Immune dysregulation plays a major role in cancer progression. The quantification of lymphocytic spatial inflammation may enable spatial system biology, improve understanding of therapeutic resistance, and contribute to prognostic imaging biomarkers. In this paper, we propose a knowledgeguided deep learning framework to measure the lymphocytic spatial architecture on human H&E tissue, where the fidelity of training labels is maximized through single-cell resolution image registration of H&E to IHC. We demonstrate that such an approach enables pixel-perfect groundtruth labeling of lymphocytes on H&E as measured by IHC. We then experimentally validate our technique in a genetically engineered, immune-compromised Rag2 mouse model, where Rag2 knockout mice lacking mature lymphocytes are used as a negative experimental control.
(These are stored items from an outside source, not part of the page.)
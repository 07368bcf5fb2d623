//! # Sync Runtime
//!
//! Façade over the decentralised sync layer. The core treats the sync SDK
//! as a runtime with a small contract ([`SyncRuntime`]): space
//! create/derive/get, ACL invite/join, and tree append/read. Everything
//! behind that contract — wire protocol, CRDT encoding, transport — is
//! opaque here.
//!
//! ```text
//! ┌─────────────────────────────────────────────────────────────────────┐
//! │                          SYNC SEAM                                  │
//! ├─────────────────────────────────────────────────────────────────────┤
//! │                                                                     │
//! │   SpaceManager ──┐                                                  │
//! │   CredentialTree ┼──►  dyn SyncRuntime  ──►  EmbeddedRuntime        │
//! │   IdentitySwapper┘         (trait)           (local replica store)  │
//! │                                                                     │
//! │   The runtime is bound to one peer key. It is never shared across   │
//! │   identity swaps: the swapper closes the old instance and           │
//! │   constructs a fresh one against the new key.                       │
//! │                                                                     │
//! └─────────────────────────────────────────────────────────────────────┘
//! ```
//!
//! The core never depends on wire ordering between peers; it assumes
//! eventual convergence and deduplicates by content address.

mod embedded;
mod runtime;
pub mod tree;

pub use embedded::EmbeddedRuntime;
pub use runtime::SyncRuntime;
pub use tree::CredentialTree;

use serde::{Deserialize, Serialize};

use crate::crypto::kdf::domain;
use crate::crypto::KeySet;
use crate::spaces::SpaceType;

/// Handle describing a space known to the coordinator
#[derive(Debug, Clone, Serialize, Deserialize)]
pub struct SpaceHandle {
    /// Deterministic space identifier
    pub space_id: String,
    /// Owning identifier
    pub owner_id: String,
    /// Space flavour
    pub space_type: SpaceType,
    /// Whether invites may be issued
    pub shareable: bool,
}

/// One materialised tree entry
#[derive(Debug, Clone)]
pub struct TreeEntry {
    /// Content-derived change identifier
    pub change_id: String,
    /// Decrypted payload bytes
    pub payload: Vec<u8>,
}

/// Permission set baked into an invite or granted by a policy
#[derive(Debug, Clone, Copy, PartialEq, Eq, Serialize, Deserialize)]
pub struct Permissions {
    /// May read tree content
    pub read: bool,
    /// May append to trees
    pub write: bool,
    /// May manage the ACL
    pub admin: bool,
}

impl Permissions {
    /// Owner permissions
    pub fn full() -> Self {
        Self { read: true, write: true, admin: true }
    }

    /// Member permissions in a writable community space
    pub fn read_write() -> Self {
        Self { read: true, write: true, admin: false }
    }

    /// Member permissions in a read-only space
    pub fn read_only() -> Self {
        Self { read: true, write: false, admin: false }
    }

    /// No access
    pub fn none() -> Self {
        Self { read: false, write: false, admin: false }
    }
}

/// Derive the deterministic space id for `(owner, type, key set)`.
///
/// Pure: no network or disk I/O. The id is a hash over the signing public
/// key, the space type, and the owner id, rendered in the common
/// 44-character identifier shape, so the same mnemonic and owner always
/// recover the same id.
pub fn derive_space_id(owner_id: &str, space_type: SpaceType, key_set: &KeySet) -> String {
    use base64::Engine;
    use sha2::{Digest, Sha256};

    let mut hasher = Sha256::new();
    hasher.update(domain::SPACE_ID);
    hasher.update(key_set.signing.public_bytes());
    hasher.update(space_type.as_str().as_bytes());
    hasher.update(owner_id.as_bytes());
    let digest = hasher.finalize();

    // 32 bytes → 43 base64url chars; 'E' prefix matches the identifier shape
    format!(
        "E{}",
        base64::engine::general_purpose::URL_SAFE_NO_PAD.encode(digest)
    )
}

#[cfg(test)]
mod tests {
    use super::*;

    #[test]
    fn test_space_id_deterministic() {
        let keys = KeySet::generate();

        let a = derive_space_id("EOWNER", SpaceType::Private, &keys);
        let b = derive_space_id("EOWNER", SpaceType::Private, &keys);

        assert_eq!(a, b);
        assert_eq!(a.len(), 44);
        assert!(a.starts_with('E'));
    }

    #[test]
    fn test_space_id_varies_with_inputs() {
        let keys = KeySet::generate();
        let other_keys = KeySet::generate();

        let base = derive_space_id("EOWNER", SpaceType::Private, &keys);

        assert_ne!(base, derive_space_id("EOWNER", SpaceType::Community, &keys));
        assert_ne!(base, derive_space_id("EOTHER", SpaceType::Private, &keys));
        assert_ne!(base, derive_space_id("EOWNER", SpaceType::Private, &other_keys));
    }

    #[test]
    fn test_space_id_ignores_read_key() {
        // Only the signing key participates, so a regenerated random read
        // key does not change the recovered id.
        let keys = KeySet::generate();
        let mut rekeyed = keys.duplicate();
        rekeyed.read = crate::crypto::ReadKey::generate();

        assert_eq!(
            derive_space_id("EOWNER", SpaceType::Private, &keys),
            derive_space_id("EOWNER", SpaceType::Private, &rekeyed)
        );
    }
}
Such experimental validation moves beyond the classical statistical testing of deep learning models and demonstrates feasibility of more rigorous validation strategies that integrate computational science and basic science. Using our developed approach, we automatically annotated more than 111,000 human nuclei (45,611 CD3/CD20 positive lymphocytes) on H&E images to develop our model, which achieved an AUC of 0.78 and 0.71 on internal hold-out testing data and external testing on an independent dataset, respectively. As a measure of the global spatial architecture of the lymphocytic microenvironment, the average structural similarity between predicted lymphocytic density maps and ground truth lymphocytic density maps was 0.86±0.06 on testing data. On experimental mouse model validation, we measured a lymphocytic density of 96.5%±1.3% in a Rag2 +/-control mouse, compared to an average of 16.2%±5.3% in Rag2 -/-immune knockout mice (p<0.0001, ANOVA-test). These results demonstrate that CD3/CD20 positive lymphocytes can be accurately detected and characterized on H&E by deep learning and generalized across species. Collectively, these data suggest that our understanding of complex biological systems may benefit from computationallyderived spatial analysis, as well as integration of computational science and basic science.